Education is a fundamental area of policymaking. It has the ability to shape future generations and leave a monumental impact on the make-up of society and individuals lives’. It is therefore imperative that we continuously strive to challenge existing policy and propose solutions to improve education for all.
This year, we would like to explore the idea of ‘positive discrimination’ in British education policy. With private initiatives that attempt to redress racial inequalities in higher education, where has this left other underrepresented groups? We will also examine this debate in terms of the education system as a whole, exploring the ‘gender gap’, as well as fair representation in teaching staff, and what this really means. Overall, our focus will be positive discrimination, and what this has meant for the respective groups.
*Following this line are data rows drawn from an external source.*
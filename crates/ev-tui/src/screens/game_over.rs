//! Defeat screen.

use ratatui::prelude::*;
use ratatui::widgets::{Block, Borders, Paragraph};

use super::centered_rect;

/// Draw the game over screen.
pub fn draw(frame: &mut Frame, area: Rect) {
    let lines = vec![
        Line::from("GAME OVER").style(Style::default().fg(Color::Red).bold()),
        Line::from(""),
        Line::from("You have fallen in the ruin."),
        Line::from(""),
        Line::from("[r] Return to title   [q] Quit"),
    ];
    let panel = Paragraph::new(lines)
        .alignment(Alignment::Center)
        .block(Block::default().borders(Borders::ALL));
    frame.render_widget(panel, centered_rect(60, 40, area));
}
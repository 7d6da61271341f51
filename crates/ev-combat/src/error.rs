//! Error types for the combat engine.
//!
//! None of these are fatal: every variant describes an action that was
//! refused and left the battle untouched. The `Display` text doubles as the
//! battle log line shown to the player.

/// Reasons a player action can be refused.
#[derive(Debug, Clone, PartialEq, thiserror::Error)]
pub enum CombatError {
    /// The battle is not running (not started, or already resolved).
    #[error("The battle is not active.")]
    NotActive,

    /// The skill or the global cooldown has not run out yet.
    #[error("Not ready yet ({remaining:.1}s).")]
    OnCooldown {
        /// Seconds until the action becomes available.
        remaining: f64,
    },

    /// The caster does not have enough mana.
    #[error("Not enough mana (need {needed}, have {available}).")]
    InsufficientMana {
        /// Mana the action costs.
        needed: u32,
        /// Mana the caster currently has.
        available: u32,
    },

    /// An ally has already been summoned this battle.
    #[error("An ally has already been summoned!")]
    AllyPresent,
}

/// Convenience result type for combat operations.
pub type CombatResult<T> = Result<T, CombatError>;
To begin this year, we will explore Stormzy’s recent scholarship for two students of ‘Black African’, ‘Black Caribbean’, or ‘Black Other’ descent at Cambridge University. We will aim to understand the historical realities that inspired such initiatives, but also, how other groups can imagine such schemes as ‘racist’. The research and events that will follow will explore these divides, and suggest reforms that both quell the need for private initiatives, whilst encouraging a harmonious education system.
In the second half of the year, our focus will shift to the exploring positive discrimination in terms of gender, the ‘gender gap’ being particularly prevalent in the British education system. Indeed, last year saw the introduction of new GCSE qualifications: with the loss of the A*-G system, we gained the 1-9 classification. This new system has been thought to benefit boys in particular; however, we endeavour to explore the extent of this, looking to promote policy that encourages a fair system for all.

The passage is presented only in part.